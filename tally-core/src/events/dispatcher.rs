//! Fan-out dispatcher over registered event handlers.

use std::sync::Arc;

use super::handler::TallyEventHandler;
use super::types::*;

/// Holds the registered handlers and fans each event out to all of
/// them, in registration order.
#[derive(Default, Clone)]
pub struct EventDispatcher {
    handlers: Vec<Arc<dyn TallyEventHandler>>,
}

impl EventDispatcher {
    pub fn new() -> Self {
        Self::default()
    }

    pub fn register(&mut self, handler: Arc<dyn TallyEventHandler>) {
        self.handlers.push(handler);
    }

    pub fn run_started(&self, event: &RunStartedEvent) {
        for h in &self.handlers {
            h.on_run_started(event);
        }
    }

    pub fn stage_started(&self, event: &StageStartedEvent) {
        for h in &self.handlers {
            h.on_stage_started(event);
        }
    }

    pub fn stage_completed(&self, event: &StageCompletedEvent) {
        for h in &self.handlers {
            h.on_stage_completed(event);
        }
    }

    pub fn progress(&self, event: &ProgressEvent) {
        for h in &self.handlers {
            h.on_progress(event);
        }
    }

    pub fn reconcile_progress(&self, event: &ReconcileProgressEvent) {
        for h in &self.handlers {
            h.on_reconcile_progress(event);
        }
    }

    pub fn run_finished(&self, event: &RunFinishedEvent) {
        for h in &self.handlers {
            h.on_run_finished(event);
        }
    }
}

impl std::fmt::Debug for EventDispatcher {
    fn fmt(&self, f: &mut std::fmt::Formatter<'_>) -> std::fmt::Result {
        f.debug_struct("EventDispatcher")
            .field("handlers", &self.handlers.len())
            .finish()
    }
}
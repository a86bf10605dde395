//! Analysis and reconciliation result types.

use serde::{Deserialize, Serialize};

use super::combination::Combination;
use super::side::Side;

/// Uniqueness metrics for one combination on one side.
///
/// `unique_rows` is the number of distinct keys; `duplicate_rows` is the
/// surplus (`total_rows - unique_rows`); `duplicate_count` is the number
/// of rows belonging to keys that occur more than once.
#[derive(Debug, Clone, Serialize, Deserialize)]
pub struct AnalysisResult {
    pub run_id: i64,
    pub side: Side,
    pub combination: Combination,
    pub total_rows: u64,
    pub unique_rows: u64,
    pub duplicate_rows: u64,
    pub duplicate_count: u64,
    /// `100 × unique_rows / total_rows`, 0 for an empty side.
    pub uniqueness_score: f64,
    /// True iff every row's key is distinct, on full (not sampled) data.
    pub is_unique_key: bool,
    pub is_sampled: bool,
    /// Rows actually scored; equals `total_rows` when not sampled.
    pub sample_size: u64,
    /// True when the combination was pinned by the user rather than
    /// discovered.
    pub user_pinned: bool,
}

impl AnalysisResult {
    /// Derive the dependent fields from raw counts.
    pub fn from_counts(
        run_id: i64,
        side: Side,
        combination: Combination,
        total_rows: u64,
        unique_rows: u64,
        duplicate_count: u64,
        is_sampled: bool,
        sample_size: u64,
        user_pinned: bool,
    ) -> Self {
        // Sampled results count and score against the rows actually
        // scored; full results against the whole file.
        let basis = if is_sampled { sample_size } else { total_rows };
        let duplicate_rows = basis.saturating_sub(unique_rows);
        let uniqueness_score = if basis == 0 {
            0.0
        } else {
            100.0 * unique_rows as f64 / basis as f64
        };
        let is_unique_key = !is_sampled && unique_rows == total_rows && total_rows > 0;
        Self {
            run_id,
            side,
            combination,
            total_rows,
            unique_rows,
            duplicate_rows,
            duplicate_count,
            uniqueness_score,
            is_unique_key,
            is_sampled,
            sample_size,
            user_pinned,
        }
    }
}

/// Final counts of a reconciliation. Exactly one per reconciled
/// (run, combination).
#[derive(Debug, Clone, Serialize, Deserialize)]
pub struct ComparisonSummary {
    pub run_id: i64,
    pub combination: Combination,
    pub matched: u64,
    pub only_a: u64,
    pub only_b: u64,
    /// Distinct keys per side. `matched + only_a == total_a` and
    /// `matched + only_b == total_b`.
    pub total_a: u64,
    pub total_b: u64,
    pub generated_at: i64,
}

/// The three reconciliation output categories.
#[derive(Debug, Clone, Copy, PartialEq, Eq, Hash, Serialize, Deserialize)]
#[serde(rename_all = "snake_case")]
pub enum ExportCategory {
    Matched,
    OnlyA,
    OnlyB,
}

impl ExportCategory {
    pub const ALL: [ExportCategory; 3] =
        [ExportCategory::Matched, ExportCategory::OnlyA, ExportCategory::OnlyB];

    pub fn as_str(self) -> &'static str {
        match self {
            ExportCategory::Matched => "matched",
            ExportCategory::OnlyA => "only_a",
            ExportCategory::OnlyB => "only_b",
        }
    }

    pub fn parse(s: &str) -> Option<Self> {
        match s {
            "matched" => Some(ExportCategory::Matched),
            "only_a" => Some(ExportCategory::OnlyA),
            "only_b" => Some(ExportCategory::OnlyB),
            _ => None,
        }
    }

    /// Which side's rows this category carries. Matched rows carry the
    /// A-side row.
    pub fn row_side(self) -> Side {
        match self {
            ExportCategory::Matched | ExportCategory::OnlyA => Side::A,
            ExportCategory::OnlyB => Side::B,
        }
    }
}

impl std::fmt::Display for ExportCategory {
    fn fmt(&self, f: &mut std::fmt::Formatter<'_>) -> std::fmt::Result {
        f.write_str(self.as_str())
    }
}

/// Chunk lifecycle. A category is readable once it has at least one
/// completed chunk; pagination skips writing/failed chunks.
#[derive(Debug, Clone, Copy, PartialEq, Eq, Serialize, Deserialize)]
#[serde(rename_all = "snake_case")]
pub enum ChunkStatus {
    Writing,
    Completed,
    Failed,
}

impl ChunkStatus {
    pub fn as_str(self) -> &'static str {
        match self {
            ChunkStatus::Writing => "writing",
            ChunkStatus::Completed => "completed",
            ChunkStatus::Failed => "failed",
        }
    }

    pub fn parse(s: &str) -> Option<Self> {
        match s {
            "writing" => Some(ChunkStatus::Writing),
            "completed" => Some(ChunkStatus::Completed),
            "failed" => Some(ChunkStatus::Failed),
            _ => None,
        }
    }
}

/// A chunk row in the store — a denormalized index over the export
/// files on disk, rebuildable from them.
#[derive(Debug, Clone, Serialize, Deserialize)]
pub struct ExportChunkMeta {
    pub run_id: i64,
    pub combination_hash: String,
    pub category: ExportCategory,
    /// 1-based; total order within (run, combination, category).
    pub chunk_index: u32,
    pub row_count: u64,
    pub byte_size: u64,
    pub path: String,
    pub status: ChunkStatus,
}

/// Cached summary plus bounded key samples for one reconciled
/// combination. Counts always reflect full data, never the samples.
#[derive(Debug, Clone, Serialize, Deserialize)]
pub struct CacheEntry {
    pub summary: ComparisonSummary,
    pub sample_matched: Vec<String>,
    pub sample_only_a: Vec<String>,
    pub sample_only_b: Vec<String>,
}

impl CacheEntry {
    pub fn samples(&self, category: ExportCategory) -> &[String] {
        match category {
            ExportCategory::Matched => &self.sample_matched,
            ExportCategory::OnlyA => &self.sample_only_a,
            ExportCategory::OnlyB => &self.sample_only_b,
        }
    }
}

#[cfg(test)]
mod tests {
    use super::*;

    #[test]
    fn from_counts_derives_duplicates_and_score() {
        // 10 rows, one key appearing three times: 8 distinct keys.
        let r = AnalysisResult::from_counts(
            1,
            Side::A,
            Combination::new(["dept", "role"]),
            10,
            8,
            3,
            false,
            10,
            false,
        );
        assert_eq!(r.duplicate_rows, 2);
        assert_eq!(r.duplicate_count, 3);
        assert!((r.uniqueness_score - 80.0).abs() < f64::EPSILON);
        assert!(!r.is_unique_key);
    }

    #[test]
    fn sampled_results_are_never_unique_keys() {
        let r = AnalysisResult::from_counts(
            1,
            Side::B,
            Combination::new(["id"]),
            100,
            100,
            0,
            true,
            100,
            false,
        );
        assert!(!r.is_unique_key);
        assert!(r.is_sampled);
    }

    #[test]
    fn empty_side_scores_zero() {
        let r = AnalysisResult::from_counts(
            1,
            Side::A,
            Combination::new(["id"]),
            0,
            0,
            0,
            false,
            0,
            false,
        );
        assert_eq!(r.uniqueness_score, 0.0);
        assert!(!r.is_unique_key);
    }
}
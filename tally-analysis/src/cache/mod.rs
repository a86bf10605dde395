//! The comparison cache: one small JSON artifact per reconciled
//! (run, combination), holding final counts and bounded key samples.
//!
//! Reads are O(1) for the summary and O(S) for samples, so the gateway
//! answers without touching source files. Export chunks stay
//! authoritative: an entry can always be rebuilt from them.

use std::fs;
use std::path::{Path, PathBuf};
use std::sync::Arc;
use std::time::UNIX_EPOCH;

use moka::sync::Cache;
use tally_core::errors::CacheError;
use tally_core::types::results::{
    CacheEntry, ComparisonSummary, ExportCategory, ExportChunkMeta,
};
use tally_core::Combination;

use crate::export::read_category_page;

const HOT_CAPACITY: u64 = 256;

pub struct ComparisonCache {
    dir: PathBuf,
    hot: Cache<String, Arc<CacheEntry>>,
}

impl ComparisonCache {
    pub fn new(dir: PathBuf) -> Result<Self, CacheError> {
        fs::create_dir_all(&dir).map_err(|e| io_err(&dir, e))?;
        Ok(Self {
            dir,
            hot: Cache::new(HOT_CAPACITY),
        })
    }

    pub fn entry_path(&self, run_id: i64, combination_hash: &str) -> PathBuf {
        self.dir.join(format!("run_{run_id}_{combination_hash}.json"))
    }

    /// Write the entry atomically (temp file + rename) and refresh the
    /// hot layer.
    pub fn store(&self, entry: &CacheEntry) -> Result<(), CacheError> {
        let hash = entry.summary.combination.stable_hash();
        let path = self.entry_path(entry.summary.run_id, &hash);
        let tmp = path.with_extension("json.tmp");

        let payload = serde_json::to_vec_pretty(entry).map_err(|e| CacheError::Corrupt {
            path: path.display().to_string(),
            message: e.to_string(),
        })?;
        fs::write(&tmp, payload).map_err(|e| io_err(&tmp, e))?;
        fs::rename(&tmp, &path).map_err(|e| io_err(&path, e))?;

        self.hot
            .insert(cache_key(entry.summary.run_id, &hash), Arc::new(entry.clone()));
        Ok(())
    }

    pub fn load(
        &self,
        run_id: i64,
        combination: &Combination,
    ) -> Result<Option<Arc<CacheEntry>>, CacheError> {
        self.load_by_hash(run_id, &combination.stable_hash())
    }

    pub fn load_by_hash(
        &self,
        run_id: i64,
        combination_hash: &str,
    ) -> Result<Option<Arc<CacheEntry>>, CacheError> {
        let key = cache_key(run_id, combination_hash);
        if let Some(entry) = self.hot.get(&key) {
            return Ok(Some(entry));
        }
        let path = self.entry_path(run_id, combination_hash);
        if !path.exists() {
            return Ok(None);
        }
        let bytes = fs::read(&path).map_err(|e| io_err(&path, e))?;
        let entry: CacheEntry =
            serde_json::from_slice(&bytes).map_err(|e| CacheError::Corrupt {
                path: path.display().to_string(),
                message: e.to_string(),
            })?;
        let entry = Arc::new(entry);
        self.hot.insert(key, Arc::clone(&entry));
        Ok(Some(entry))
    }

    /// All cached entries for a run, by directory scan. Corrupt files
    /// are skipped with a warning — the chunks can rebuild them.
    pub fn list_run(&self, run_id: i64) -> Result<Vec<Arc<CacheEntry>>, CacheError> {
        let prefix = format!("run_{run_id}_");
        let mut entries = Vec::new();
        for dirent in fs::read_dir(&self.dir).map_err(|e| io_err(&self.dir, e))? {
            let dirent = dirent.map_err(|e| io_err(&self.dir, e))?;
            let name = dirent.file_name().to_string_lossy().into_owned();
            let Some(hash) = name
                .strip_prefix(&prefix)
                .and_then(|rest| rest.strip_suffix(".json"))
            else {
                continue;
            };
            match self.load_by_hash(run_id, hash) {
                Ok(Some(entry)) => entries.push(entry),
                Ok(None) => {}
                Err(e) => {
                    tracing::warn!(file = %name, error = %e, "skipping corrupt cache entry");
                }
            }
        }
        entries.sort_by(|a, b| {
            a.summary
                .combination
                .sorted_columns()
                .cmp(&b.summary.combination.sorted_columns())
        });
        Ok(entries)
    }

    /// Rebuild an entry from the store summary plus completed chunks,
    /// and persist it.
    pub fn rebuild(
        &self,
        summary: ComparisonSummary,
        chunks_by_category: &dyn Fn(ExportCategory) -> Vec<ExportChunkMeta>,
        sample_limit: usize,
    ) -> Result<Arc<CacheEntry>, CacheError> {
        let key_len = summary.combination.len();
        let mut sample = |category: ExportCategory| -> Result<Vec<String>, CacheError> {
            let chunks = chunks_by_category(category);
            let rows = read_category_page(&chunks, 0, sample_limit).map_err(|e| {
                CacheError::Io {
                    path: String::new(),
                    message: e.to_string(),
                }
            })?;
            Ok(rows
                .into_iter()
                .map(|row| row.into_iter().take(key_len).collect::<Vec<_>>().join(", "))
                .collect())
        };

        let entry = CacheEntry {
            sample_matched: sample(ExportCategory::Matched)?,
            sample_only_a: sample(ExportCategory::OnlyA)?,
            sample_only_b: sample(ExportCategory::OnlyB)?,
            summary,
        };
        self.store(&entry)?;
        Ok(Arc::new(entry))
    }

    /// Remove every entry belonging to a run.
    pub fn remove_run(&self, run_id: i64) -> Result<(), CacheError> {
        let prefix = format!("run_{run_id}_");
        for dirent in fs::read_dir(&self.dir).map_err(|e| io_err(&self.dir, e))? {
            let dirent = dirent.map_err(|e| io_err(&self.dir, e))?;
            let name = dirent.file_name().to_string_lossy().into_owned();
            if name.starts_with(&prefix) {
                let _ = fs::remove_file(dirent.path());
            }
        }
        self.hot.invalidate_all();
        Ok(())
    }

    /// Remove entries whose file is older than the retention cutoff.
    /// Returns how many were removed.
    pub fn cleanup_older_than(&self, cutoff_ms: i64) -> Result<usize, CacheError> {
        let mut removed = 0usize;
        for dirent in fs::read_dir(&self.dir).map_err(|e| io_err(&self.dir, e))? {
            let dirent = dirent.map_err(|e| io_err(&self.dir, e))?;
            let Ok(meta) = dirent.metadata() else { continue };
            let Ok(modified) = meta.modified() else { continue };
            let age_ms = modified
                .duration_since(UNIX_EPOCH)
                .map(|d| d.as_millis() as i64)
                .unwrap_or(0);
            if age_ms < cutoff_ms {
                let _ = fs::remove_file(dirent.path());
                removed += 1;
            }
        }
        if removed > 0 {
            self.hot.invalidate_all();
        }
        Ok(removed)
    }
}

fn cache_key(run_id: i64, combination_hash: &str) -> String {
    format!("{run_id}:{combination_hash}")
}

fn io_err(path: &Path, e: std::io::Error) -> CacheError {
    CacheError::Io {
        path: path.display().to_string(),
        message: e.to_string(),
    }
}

■ ■ ■ ■ ■ ■ ■

■ Brief ■
Say, as a bare number, how many lines of the data hold the string "types".

■ Expected answer ■
3